Interesting... all the places I've seen the word, it meant a winged unicorn*. But reading this post drove me to look it up, and I did find both definitions. Less Wrong: raising new interest in definitions of mythological creature parts! :)

*Speaking of mythological definitions, I learned somewhere to distinguish between an alicorn, which has the goat-like body, lion's tail, beard, etc. of a unicorn, vs a horned pegasus, which has horse-like features. Not sure where that came from, but it's firmly implanted in my stores of useless knowledge.

BethMo-20

I can agree that most of "science and other fields" came out of what was called "philosophy" if you go back far enough. It just seems that once you pull out all the "science and other fields" what is left has no use for solving practical problems -- including AI. Like the pages and pages of debate I've seen here on Less Wrong about "philosophical" stuff like the nature of morality, or free will, or "zombies" with no consciousness. Obviously a lot of people feel that discussing these topics is worthwhile, but I just don't see the use of it.

In continuing to plod through the older writings here, I've seen numerous passages from Eliezer that disparage philosophy's usefulness, including these that I hit today:

Sorry - but philosophy, even the better grade of modern analytic philosophy, doesn't seem to end up commensurate with what I need, except by accident or by extraordinary competence. (http://lesswrong.com/lw/tg/against_modal_logics/)

and

I suggest that, like ethics, philosophy really is important, but it is only practiced effectively from within a science. Trying to do the philosophy of a frontier science, as a separate academic profession, is as much a mistake as trying to have separate ethicists. You end up with ethicists who speak mainly to other ethicists, and philosophers who speak mainly to other philosophers. (http://lesswrong.com/lw/pg/where_philosophy_meets_science/ )

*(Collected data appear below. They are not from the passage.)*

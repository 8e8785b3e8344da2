//! Centralized default tuning for Boostline effects.
//!
//! These values give the stock kart handling. Runtime
//! overrides go through the serde-backed config records; the defaults only
//! change through reviewed code.

// Vehicle spawn -------------------------------------------------------------
pub const DEFAULT_THROTTLE_CEILING: f32 = 2000.0;
pub const DEFAULT_STEER_CEILING: f32 = 17.0;

// Booster -------------------------------------------------------------------
pub const BOOSTER_MULTIPLIER: f32 = 2.0;
/// Boosting makes the kart slightly less twitchy.
pub const BOOSTER_STEER_MULTIPLIER: f32 = 0.8;
pub const BOOSTER_DURATION_SECONDS: f32 = 3.0;
pub const BOOSTER_FORCE: f32 = 5000.0;

// Hazard --------------------------------------------------------------------
pub const HAZARD_MULTIPLIER: f32 = 0.4;
pub const HAZARD_STEER_MULTIPLIER: f32 = 1.0;
pub const HAZARD_DURATION_SECONDS: f32 = 3.0;

// Shared trigger lifecycle ---------------------------------------------------
pub const TRIGGER_COOLDOWN_SECONDS: f32 = 1.0;
pub const TRIGGER_RESPAWN_SECONDS: f32 = 5.0;
/// Scale progress per second for the collapse and grow lerps (~0.33 s).
pub const ANIMATION_RATE: f32 = 3.0;

// Registry ------------------------------------------------------------------
pub const MAX_TRIGGERS: usize = 10;
pub const LEVEL_SIZE: f32 = 100.0;
/// Height at which randomized triggers float above the track.
pub const SCATTER_HEIGHT: f32 = 0.5;

// Stacking ------------------------------------------------------------------
pub const STACK_MAX_DEPTH: usize = 3;
pub const STACK_MIN_THROTTLE_FACTOR: f32 = 0.1;
pub const STACK_MAX_THROTTLE_FACTOR: f32 = 8.0;
pub const STACK_MIN_STEER_FACTOR: f32 = 0.1;
pub const STACK_MAX_STEER_FACTOR: f32 = 4.0;

// Presentation handles -------------------------------------------------------
pub const FX_BOOST_BURST: &str = "fx.boost.burst";
pub const FX_BOOST_TRAIL: &str = "fx.boost.trail";
pub const FX_HAZARD_SPARKS: &str = "fx.hazard.sparks";
pub const FX_HAZARD_TINT: &str = "fx.hazard.tint";
pub const SFX_BOOST: &str = "sfx.items.big_mushroom";
pub const SFX_HAZARD: &str = "sfx.hazard.zap";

So I'm still baffled by the comment here that currently the main problems in FAI are philosophical. Is there a summary or chain of posts that spells out this change in position? Or will it just gradually emerge if I manage to read all the posts between those quotes from 2008, up to the quote from 2011? Or, is this just your opinion, not Eliezer's?

BethMo50

The definition of art begins to matter a lot when governments have bizarre laws that require spending public funds on it -- e.g. Seattle's SMC 20.32.030 "Funds for works of art" which states that "All requests for appropriations for construction projects from eligible funds shall include an amount equal to one (1) percent of the estimated cost of such project for works of art..."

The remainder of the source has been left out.